Taking the following steps to keep your heart healthy may also help stave off cognitive decline:

• Don’t smoke.
• Sleep 7–8 hours a night.
• Keep your blood pressure and cholesterol levels in check.
• Eat a low-fat, healthy diet.
• Get plenty of exercise.
• Maintain a healthy weight.
• Limit alcohol consumption.
• Get blood sugar levels (and diabetes, if you have it) under control.

While scientists have traditionally viewed brain cells as finite resources, they’re now learning that the brain continues regenerating and forming new connections throughout one’s life. Although most cognitive reserve is probably built up early in life, engaging in mentally stimulating activities at any age may have a positive effect—and it doesn’t have any negative side effects.

**Source: “Staying Sharp: What you do during your free time could help save your brain.”

• Stress Less

It doesn’t take a rocket scientist to know that stress affects moods, emotions, concentration and many other parts of the body. Everyone has stress in their lives, but it’s the chronic stress that will really activate an immune system response—something MSers do not want.

This recent article discusses the implications stress can have on the immune system and change brain chemistry.
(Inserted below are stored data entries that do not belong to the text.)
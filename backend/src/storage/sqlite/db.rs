use anyhow::Result;
use sqlx::sqlite::{SqliteConnectOptions, SqlitePool};
use std::str::FromStr;
use std::sync::Arc;

/// DbConnection manages the SQLite pool and schema setup
#[derive(Clone)]
pub struct DbConnection {
    pool: Arc<SqlitePool>,
}

impl DbConnection {
    /// Create a new database connection
    pub async fn new(url: &str) -> Result<Self> {
        // SQLite only enforces foreign keys when the pragma is set on each
        // connection, so it has to go through the pool options.
        let options = SqliteConnectOptions::from_str(url)?
            .create_if_missing(true)
            .foreign_keys(true);

        let pool = SqlitePool::connect_with(options).await?;

        // Setup database schema
        Self::setup_schema(&pool).await?;

        Ok(Self { pool: Arc::new(pool) })
    }

    /// Initialize a test database with a unique name
    #[cfg(test)]
    pub async fn init_test() -> Result<Self> {
        // Generate a unique database name for tests
        let test_id = uuid::Uuid::new_v4().to_string();
        let db_url = format!("file:memdb_{}?mode=memory&cache=shared", test_id);

        Self::new(&db_url).await
    }

    /// Set up the required database schema
    async fn setup_schema(pool: &SqlitePool) -> Result<()> {
        // Create users table
        sqlx::query(
            r#"
            CREATE TABLE IF NOT EXISTS users (
                id INTEGER PRIMARY KEY AUTOINCREMENT,
                name TEXT NOT NULL,
                address TEXT NOT NULL DEFAULT '',
                email TEXT NOT NULL UNIQUE
            );
            "#,
        )
        .execute(pool)
        .await?;

        // Create orders table; every order belongs to exactly one user
        sqlx::query(
            r#"
            CREATE TABLE IF NOT EXISTS orders (
                id INTEGER PRIMARY KEY AUTOINCREMENT,
                order_date TEXT NOT NULL,
                user_id INTEGER NOT NULL REFERENCES users(id) ON DELETE CASCADE
            );
            "#,
        )
        .execute(pool)
        .await?;

        // Create products table
        sqlx::query(
            r#"
            CREATE TABLE IF NOT EXISTS products (
                id INTEGER PRIMARY KEY AUTOINCREMENT,
                product_name TEXT NOT NULL,
                price REAL NOT NULL DEFAULT 0.0
            );
            "#,
        )
        .execute(pool)
        .await?;

        // Create the order/product association table. The composite primary
        // key keeps the association a set: a product appears in an order at
        // most once.
        sqlx::query(
            r#"
            CREATE TABLE IF NOT EXISTS order_product (
                order_id INTEGER NOT NULL REFERENCES orders(id) ON DELETE CASCADE,
                product_id INTEGER NOT NULL REFERENCES products(id) ON DELETE CASCADE,
                PRIMARY KEY (order_id, product_id)
            );
            "#,
        )
        .execute(pool)
        .await?;

        // Create index for looking up a user's orders
        sqlx::query(
            r#"
            CREATE INDEX IF NOT EXISTS idx_orders_user_id
            ON orders(user_id);
            "#,
        )
        .execute(pool)
        .await?;

        // Create index for product name lookups
        sqlx::query(
            r#"
            CREATE INDEX IF NOT EXISTS idx_products_name
            ON products(product_name);
            "#,
        )
        .execute(pool)
        .await?;

        Ok(())
    }

    /// Access the underlying connection pool
    pub fn pool(&self) -> &SqlitePool {
        &self.pool
    }
}

#[cfg(test)]
mod tests {
    use super::*;
    use sqlx::Row;

    #[tokio::test]
    async fn test_schema_allows_basic_inserts() {
        let db = DbConnection::init_test()
            .await
            .expect("Failed to create test database");

        sqlx::query("INSERT INTO users (name, address, email) VALUES (?, ?, ?)")
            .bind("Alice")
            .bind("1 Main St")
            .bind("alice@example.com")
            .execute(db.pool())
            .await
            .expect("Failed to insert user");

        let row = sqlx::query("SELECT id, name FROM users WHERE email = ?")
            .bind("alice@example.com")
            .fetch_one(db.pool())
            .await
            .expect("Failed to fetch user");

        assert_eq!(row.get::<i64, _>("id"), 1);
        assert_eq!(row.get::<String, _>("name"), "Alice");
    }

    #[tokio::test]
    async fn test_setup_schema_is_idempotent() {
        let db = DbConnection::init_test()
            .await
            .expect("Failed to create test database");

        // Running schema setup again must not fail or drop data
        sqlx::query("INSERT INTO users (name, email) VALUES ('Bob', 'bob@example.com')")
            .execute(db.pool())
            .await
            .expect("Failed to insert user");

        DbConnection::setup_schema(db.pool())
            .await
            .expect("Schema setup should be repeatable");

        let row = sqlx::query("SELECT COUNT(*) as count FROM users")
            .fetch_one(db.pool())
            .await
            .expect("Failed to count users");
        assert_eq!(row.get::<i64, _>("count"), 1);
    }

    #[tokio::test]
    async fn test_foreign_keys_are_enforced() {
        let db = DbConnection::init_test()
            .await
            .expect("Failed to create test database");

        let result = sqlx::query("INSERT INTO orders (order_date, user_id) VALUES (?, ?)")
            .bind("2025-06-14T10:00:00+00:00")
            .bind(999_i64)
            .execute(db.pool())
            .await;

        assert!(result.is_err(), "Order insert without a user should fail");
    }

    #[tokio::test]
    async fn test_email_uniqueness_is_enforced() {
        let db = DbConnection::init_test()
            .await
            .expect("Failed to create test database");

        sqlx::query("INSERT INTO users (name, email) VALUES ('Alice', 'same@example.com')")
            .execute(db.pool())
            .await
            .expect("Failed to insert first user");

        let result = sqlx::query("INSERT INTO users (name, email) VALUES ('Bob', 'same@example.com')")
            .execute(db.pool())
            .await;

        assert!(result.is_err(), "Duplicate email should be rejected");
    }

    #[tokio::test]
    async fn test_deleting_user_cascades_to_orders_and_links() {
        let db = DbConnection::init_test()
            .await
            .expect("Failed to create test database");

        sqlx::query("INSERT INTO users (name, email) VALUES ('Alice', 'alice@example.com')")
            .execute(db.pool())
            .await
            .expect("Failed to insert user");
        sqlx::query("INSERT INTO orders (order_date, user_id) VALUES ('2025-06-14T10:00:00+00:00', 1)")
            .execute(db.pool())
            .await
            .expect("Failed to insert order");
        sqlx::query("INSERT INTO products (product_name, price) VALUES ('Widget', 9.99)")
            .execute(db.pool())
            .await
            .expect("Failed to insert product");
        sqlx::query("INSERT INTO order_product (order_id, product_id) VALUES (1, 1)")
            .execute(db.pool())
            .await
            .expect("Failed to link product");

        sqlx::query("DELETE FROM users WHERE id = 1")
            .execute(db.pool())
            .await
            .expect("Failed to delete user");

        let orders = sqlx::query("SELECT COUNT(*) as count FROM orders")
            .fetch_one(db.pool())
            .await
            .expect("Failed to count orders");
        let links = sqlx::query("SELECT COUNT(*) as count FROM order_product")
            .fetch_one(db.pool())
            .await
            .expect("Failed to count links");
        let products = sqlx::query("SELECT COUNT(*) as count FROM products")
            .fetch_one(db.pool())
            .await
            .expect("Failed to count products");

        assert_eq!(orders.get::<i64, _>("count"), 0, "Orders should cascade");
        assert_eq!(links.get::<i64, _>("count"), 0, "Links should cascade");
        assert_eq!(products.get::<i64, _>("count"), 1, "Products must survive");
    }
}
It is definitely worth a read: “From The Brain to the Immune System, How Stress Pirates Your Whole Body”

What de-stresses you? Music? Taking a rest? Talking to a friend? Deep breathing and Yoga? Therapy? Actions to de-stress are critical for your overall wellness, and for managing your MS.

• Drugs/Medications

There is no question that all drugs have side effects and work differently for different people—both on the body and the brain. But folks need to do their homework, ask a lot of questions, and weigh the benefits vs. risks of each drug that is taken—both in the short-term and the long-term. In my opinion,

o YOU are in charge ultimately, not your doctor or anyone else.
o YOU know your body best.
o YOU acquire knowledge about the drugs.
o YOU take responsibility for monitoring what you are taking, keeping notes…

It sounds like common sense, but it is amazing how many people don’t do these things. One woman I counseled with MS was freaking out about losing her cognitive function. During our conversation, I learned she was taking a sleeping pill, anxiety pills, and pain pills every day! Another woman I spoke with last week said her neurologist wanted to start her on a DMT, and she wasn’t definitely diagnosed with MS yet!

The following websites are for further information and interest:

“Common Causes of Brain Fog: How to Deal with Brain and Mental Fatigue”

Brain Health Center (AARP) Lots of cool info about the brain: memory, fitness, diet, sleep…

The Link Between Your Immune System, Brain, and Alzheimer’s

“Are Cognitive Problems Blamed Too Much on MS?”

The brain is the most important part of the body—protect and take care of it!